Dataset excerpts
▼▼▼

/// One character's outline, scaled and hinted, ready to rasterize.
///
/// Points are in pixels with y growing upward from the baseline; the
/// last four are the phantom points. `contour_ends` covers only the
/// real outline, so the phantoms never rasterize.
#[derive(Clone, Default, Debug)]
pub struct GlyphSlot {
    pub character: char,
    pub points: Vec<Point<f32>>,
    pub flags: Vec<PointFlags>,
    pub contour_ends: Vec<u16>,
    /// Ink bounds over the real outline points.
    pub min: Point<f32>,
    pub max: Point<f32>,
    /// Pixel cell covering the ink.
    pub width: u32,
    pub height: u32,
    /// Horizontal advance in pixels, after hinting.
    pub advance: f32,
    /// Distance from the line's top (the ascent line) down to the top
    /// of this glyph's ink.
    pub vertical_offset: f32,
    /// The font's x height at this size.
    pub x_height: f32,
}

impl GlyphSlot {
    fn new(character: char, outline: &ScaledOutline, ascent: f32, x_height: f32) -> Self {
        let real = outline.real_point_count();
        let points: Vec<Point<f32>> = outline
            .points
            .iter()
            .map(|p| p.map(|v| v as f32 / 64.0))
            .collect();
        let mut min = Point::new(f32::MAX, f32::MAX);
        let mut max = Point::new(f32::MIN, f32::MIN);
        for point in &points[..real] {
            min = Point::new(min.x.min(point.x), min.y.min(point.y));
            max = Point::new(max.x.max(point.x), max.y.max(point.y));
        }
        if real == 0 {
            min = Point::new(0.0, 0.0);
            max = Point::new(0.0, 0.0);
        }
        let phantom = &points[real..];
        Self {
            character,
            flags: outline.flags.clone(),
            contour_ends: outline.contour_ends.clone(),
            min,
            max,
            width: (max.x.ceil() - min.x.floor()).max(0.0) as u32,
            height: (max.y.ceil() - min.y.floor()).max(0.0) as u32,
            advance: phantom[1].x - phantom[0].x,
            vertical_offset: ascent - max.y,
            x_height,
            points,
        }
    }

    /// A slot for a character the font does not map: no outline, no
    /// advance, sized by the x height alone.
    fn placeholder(character: char, ascent: f32, x_height: f32) -> Self {
        Self {
            character,
            max: Point::new(0.0, x_height),
            height: x_height.ceil().max(0.0) as u32,
            vertical_offset: ascent - x_height,
            x_height,
            ..Default::default()
        }
    }

    /// Rasterizes the outline into coverage spans over the slot's
    /// `width` by `height` pixel cell.
    pub fn rasterize<'a>(&self, rasterizer: &'a mut Rasterizer) -> &'a [Span] {
        let real = self.points.len().saturating_sub(4);
        let origin = Point::new(self.min.x.floor(), self.min.y.floor());
        let placed: Vec<Point<f32>> = self.points[..real].iter().map(|p| *p - origin).collect();
        rasterizer.process(
            &placed,
            &self.flags[..real],
            &self.contour_ends,
            self.width,
            self.height,
            true,
        )
    }
}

▲▲▲

Problem:
Retype the data. Keep every word as it stands.

Expected answer:
/// One character's outline, scaled and hinted, ready to rasterize.
///
/// Points are in pixels with y growing upward from the baseline; the
/// last four are the phantom points. `contour_ends` covers only the
/// real outline, so the phantoms never rasterize.
#[derive(Clone, Default, Debug)]
pub struct GlyphSlot {
    pub character: char,
    pub points: Vec<Point<f32>>,
    pub flags: Vec<PointFlags>,
    pub contour_ends: Vec<u16>,
    /// Ink bounds over the real outline points.
    pub min: Point<f32>,
    pub max: Point<f32>,
    /// Pixel cell covering the ink.
    pub width: u32,
    pub height: u32,
    /// Horizontal advance in pixels, after hinting.
    pub advance: f32,
    /// Distance from the line's top (the ascent line) down to the top
    /// of this glyph's ink.
    pub vertical_offset: f32,
    /// The font's x height at this size.
    pub x_height: f32,
}

impl GlyphSlot {
    fn new(character: char, outline: &ScaledOutline, ascent: f32, x_height: f32) -> Self {
        let real = outline.real_point_count();
        let points: Vec<Point<f32>> = outline
            .points
            .iter()
            .map(|p| p.map(|v| v as f32 / 64.0))
            .collect();
        let mut min = Point::new(f32::MAX, f32::MAX);
        let mut max = Point::new(f32::MIN, f32::MIN);
        for point in &points[..real] {
            min = Point::new(min.x.min(point.x), min.y.min(point.y));
            max = Point::new(max.x.max(point.x), max.y.max(point.y));
        }
        if real == 0 {
            min = Point::new(0.0, 0.0);
            max = Point::new(0.0, 0.0);
        }
        let phantom = &points[real..];
        Self {
            character,
            flags: outline.flags.clone(),
            contour_ends: outline.contour_ends.clone(),
            min,
            max,
            width: (max.x.ceil() - min.x.floor()).max(0.0) as u32,
            height: (max.y.ceil() - min.y.floor()).max(0.0) as u32,
            advance: phantom[1].x - phantom[0].x,
            vertical_offset: ascent - max.y,
            x_height,
            points,
        }
    }

    /// A slot for a character the font does not map: no outline, no
    /// advance, sized by the x height alone.
    fn placeholder(character: char, ascent: f32, x_height: f32) -> Self {
        Self {
            character,
            max: Point::new(0.0, x_height),
            height: x_height.ceil().max(0.0) as u32,
            vertical_offset: ascent - x_height,
            x_height,
            ..Default::default()
        }
    }

    /// Rasterizes the outline into coverage spans over the slot's
    /// `width` by `height` pixel cell.
    pub fn rasterize<'a>(&self, rasterizer: &'a mut Rasterizer) -> &'a [Span] {
        let real = self.points.len().saturating_sub(4);
        let origin = Point::new(self.min.x.floor(), self.min.y.floor());
        let placed: Vec<Point<f32>> = self.points[..real].iter().map(|p| *p - origin).collect();
        rasterizer.process(
            &placed,
            &self.flags[..real],
            &self.contour_ends,
            self.width,
            self.height,
            true,
        )
    }
}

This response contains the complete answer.